A couple of weeks ago, for the Aquarian Full Moon, ​I wrote about dreams​ and their ability to throw back the psychic curtain to reveal the hidden machinery of psychological complexes. These patterns are slippery. Without dream breadcrumbs, they can be maddeningly hard to track, given that they’re, you know, unconscious.

Later that afternoon, I had an irritating-ass phone call with a healthcare provider that lit up every. single. button. on one of my own complexes.

And now I can write about it. Thanks, life!

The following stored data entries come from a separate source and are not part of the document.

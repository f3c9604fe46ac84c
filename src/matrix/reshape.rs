//! Structural operations: transpose, resize, augmentation, and
//! sub-block extraction.

use crate::error::{MatrixError, Result};
use crate::scalar::Scalar;

use super::Matrix;

impl<T: Scalar> Matrix<T> {
    /// Return the transpose as a new `cols x rows` matrix.
    ///
    /// Pure: `self` is not mutated.
    pub fn transpose(&self) -> Matrix<T> {
        let mut data = vec![T::zero(); self.numel()];
        for r in 0..self.rows {
            for c in 0..self.cols {
                data[c * self.rows + r] = self.data[r * self.cols + c];
            }
        }
        Matrix {
            data,
            rows: self.cols,
            cols: self.rows,
        }
    }

    /// Resize in place to `new_rows x new_cols`.
    ///
    /// The overlapping rectangle
    /// `[0, min(rows, new_rows)) x [0, min(cols, new_cols))` is copied
    /// from the old buffer; every other cell of the new buffer is zero.
    /// The new buffer is built fully before being swapped in.
    pub fn resize(&mut self, new_rows: usize, new_cols: usize) {
        let mut data = vec![T::zero(); new_rows * new_cols];

        let copy_rows = self.rows.min(new_rows);
        let copy_cols = self.cols.min(new_cols);
        for r in 0..copy_rows {
            for c in 0..copy_cols {
                data[r * new_cols + c] = self.data[r * self.cols + c];
            }
        }

        self.data = data;
        self.rows = new_rows;
        self.cols = new_cols;
    }

    /// Horizontally concatenate `other` onto the right of `self`.
    ///
    /// Requires equal row counts; the check happens before any
    /// mutation, so `self` is unchanged on error.
    pub fn augment(&mut self, other: &Matrix<T>) -> Result<()> {
        if self.rows != other.rows {
            return Err(MatrixError::DimensionMismatch {
                expected: (self.rows, other.cols),
                got: other.shape(),
            });
        }

        let old_cols = self.cols;
        self.resize(self.rows, old_cols + other.cols);
        for r in 0..other.rows {
            for c in 0..other.cols {
                self.data[r * self.cols + old_cols + c] = other.data[r * other.cols + c];
            }
        }
        Ok(())
    }

    /// Extract the half-open rectangle
    /// `[row_start, row_end) x [col_start, col_end)` as a new matrix.
    ///
    /// Bounds are invalid when a range is inverted, when both bounds of
    /// a dimension lie at or after that dimension's size, or when an
    /// end bound exceeds the dimension size.
    pub fn sub_matrix(
        &self,
        row_start: usize,
        row_end: usize,
        col_start: usize,
        col_end: usize,
    ) -> Result<Matrix<T>> {
        let invalid = row_start > row_end
            || col_start > col_end
            || (row_start >= self.rows && row_end >= self.rows)
            || (col_start >= self.cols && col_end >= self.cols)
            || row_end > self.rows
            || col_end > self.cols;
        if invalid {
            return Err(MatrixError::InvalidRange {
                row_bounds: (row_start, row_end),
                col_bounds: (col_start, col_end),
                shape: (self.rows, self.cols),
            });
        }

        let mut out = Matrix::zeros(row_end - row_start, col_end - col_start);
        for r in row_start..row_end {
            for c in col_start..col_end {
                out.data[(r - row_start) * out.cols + (c - col_start)] =
                    self.data[r * self.cols + c];
            }
        }
        Ok(out)
    }
}

#[cfg(test)]
mod tests {
    use super::*;

    #[test]
    fn test_transpose() {
        // [[1, 2, 3],
        //  [4, 5, 6]]
        let m = Matrix::from_vec(vec![1, 2, 3, 4, 5, 6], 2, 3).unwrap();
        let t = m.transpose();
        assert_eq!(t.shape(), (3, 2));
        assert_eq!(t.as_slice(), &[1, 4, 2, 5, 3, 6]);
    }

    #[test]
    fn test_double_transpose_is_identity() {
        let m = Matrix::from_vec(vec![1, 2, 3, 4, 5, 6], 2, 3).unwrap();
        assert_eq!(m.transpose().transpose(), m);
    }

    #[test]
    fn test_transpose_empty() {
        let m = Matrix::<f64>::zeros(0, 3);
        assert_eq!(m.transpose().shape(), (3, 0));
    }

    #[test]
    fn test_resize_grow_then_shrink() {
        let mut m = Matrix::from_vec(vec![1, 2, 3, 4], 2, 2).unwrap();

        m.resize(3, 3);
        assert_eq!(m.as_slice(), &[1, 2, 0, 3, 4, 0, 0, 0, 0]);

        m.resize(1, 1);
        assert_eq!(m.as_slice(), &[1]);
    }

    #[test]
    fn test_resize_mixed() {
        // Grow rows while shrinking columns.
        let mut m = Matrix::from_vec(vec![1, 2, 3, 4, 5, 6], 2, 3).unwrap();
        m.resize(3, 2);
        assert_eq!(m.as_slice(), &[1, 2, 4, 5, 0, 0]);
    }

    #[test]
    fn test_augment() {
        let mut a = Matrix::from_vec(vec![1, 2, 3, 4], 2, 2).unwrap();
        let b = Matrix::from_vec(vec![5, 6, 7, 8], 2, 2).unwrap();
        a.augment(&b).unwrap();
        assert_eq!(a.shape(), (2, 4));
        assert_eq!(a.as_slice(), &[1, 2, 5, 6, 3, 4, 7, 8]);
    }

    #[test]
    fn test_augment_row_mismatch_leaves_self_unchanged() {
        let mut a = Matrix::from_vec(vec![1, 2, 3, 4], 2, 2).unwrap();
        let b = Matrix::<i32>::zeros(3, 1);
        assert!(a.augment(&b).is_err());
        assert_eq!(a.as_slice(), &[1, 2, 3, 4]);
        assert_eq!(a.shape(), (2, 2));
    }

    #[test]
    fn test_sub_matrix() {
        // [[1, 2, 3],
        //  [4, 5, 6],
        //  [7, 8, 9]]
        let m = Matrix::from_vec(vec![1, 2, 3, 4, 5, 6, 7, 8, 9], 3, 3).unwrap();
        let s = m.sub_matrix(1, 3, 0, 2).unwrap();
        assert_eq!(s.shape(), (2, 2));
        assert_eq!(s.as_slice(), &[4, 5, 7, 8]);
    }

    #[test]
    fn test_sub_matrix_full_extent() {
        let m = Matrix::from_vec(vec![1, 2, 3, 4], 2, 2).unwrap();
        assert_eq!(m.sub_matrix(0, 2, 0, 2).unwrap(), m);
    }

    #[test]
    fn test_sub_matrix_inverted_range() {
        let m = Matrix::<i32>::zeros(3, 3);
        assert!(m.sub_matrix(2, 1, 0, 3).is_err());
        assert!(m.sub_matrix(0, 3, 2, 1).is_err());
    }

    #[test]
    fn test_sub_matrix_both_bounds_past_end() {
        let m = Matrix::<i32>::zeros(3, 3);
        // Both row bounds at/after the row count is rejected, even when
        // the block they denote would be empty.
        assert!(m.sub_matrix(3, 3, 0, 2).is_err());
        assert!(m.sub_matrix(4, 5, 0, 2).is_err());
        // One bound in range, end bound past the size: also rejected.
        assert!(m.sub_matrix(2, 4, 0, 2).is_err());
    }

    #[test]
    fn test_sub_matrix_empty_block_in_range() {
        let m = Matrix::from_vec(vec![1, 2, 3, 4, 5, 6, 7, 8, 9], 3, 3).unwrap();
        let s = m.sub_matrix(1, 1, 0, 3).unwrap();
        assert_eq!(s.shape(), (0, 3));
    }

    #[test]
    fn test_augment_then_sub_matrix_recovers_rhs() {
        let a = Matrix::from_rows(vec![vec![1, 1, 0], vec![1, 1, 0], vec![0, 0, 1]]).unwrap();
        let b = Matrix::from_rows(vec![vec![1, 2], vec![3, 4], vec![5, 6]]).unwrap();
        let mut ab = a.clone();
        ab.augment(&b).unwrap();
        let got = ab
            .sub_matrix(0, a.rows(), a.columns(), a.columns() + b.columns())
            .unwrap();
        assert_eq!(got, b);
    }
}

I won’t torture you with a blow-by-blow of the call, but here’s the gist: I needed help, the tone I got was curt and dismissive, and then I was the one using The Tone, and when I got off the phone I felt the quease of shame. (Yes, I realize “quease” isn’t a word. It is now.)

I hung up and began pacing and muttering, arguing with the air. (Glad I work from home.) Now, if I were arguing with the healthcare provider that would make some kind of sense, right? I’m replaying the moment, finally getting to “say my piece.” A redo.

But that’s not what my psyche was doing.

Instead, it was arguing my case like a lawyer to, first, another doctor (as in, not even the person on the call) and then to a crowd of randos, an amorphous blob of “public opinion.”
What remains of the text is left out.